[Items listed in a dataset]
=== Begin Enclosure ===
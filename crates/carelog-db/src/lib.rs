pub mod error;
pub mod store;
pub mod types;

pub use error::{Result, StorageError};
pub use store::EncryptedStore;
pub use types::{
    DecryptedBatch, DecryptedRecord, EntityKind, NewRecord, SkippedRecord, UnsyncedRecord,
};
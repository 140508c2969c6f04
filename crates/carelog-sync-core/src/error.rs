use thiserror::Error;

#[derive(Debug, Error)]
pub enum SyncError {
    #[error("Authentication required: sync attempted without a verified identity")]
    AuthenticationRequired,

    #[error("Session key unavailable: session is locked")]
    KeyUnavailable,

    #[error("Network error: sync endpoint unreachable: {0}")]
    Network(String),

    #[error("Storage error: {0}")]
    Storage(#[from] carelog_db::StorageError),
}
=== End Enclosure ===
**Work task:**
Leave out every line before the one containing "repository 140508c2969c6f04". Transcribe that line and all lines after it through the end of the data above, exactly.

**Written answer:**
repository 140508c2969c6f04
filename crates/carelog-sync-core/src/error.rs
use thiserror::Error;

#[derive(Debug, Error)]
pub enum SyncError {
    #[error("Authentication required: sync attempted without a verified identity")]
    AuthenticationRequired,

    #[error("Session key unavailable: session is locked")]
    KeyUnavailable,

    #[error("Network error: sync endpoint unreachable: {0}")]
    Network(String),

    #[error("Storage error: {0}")]
    Storage(#[from] carelog_db::StorageError),
}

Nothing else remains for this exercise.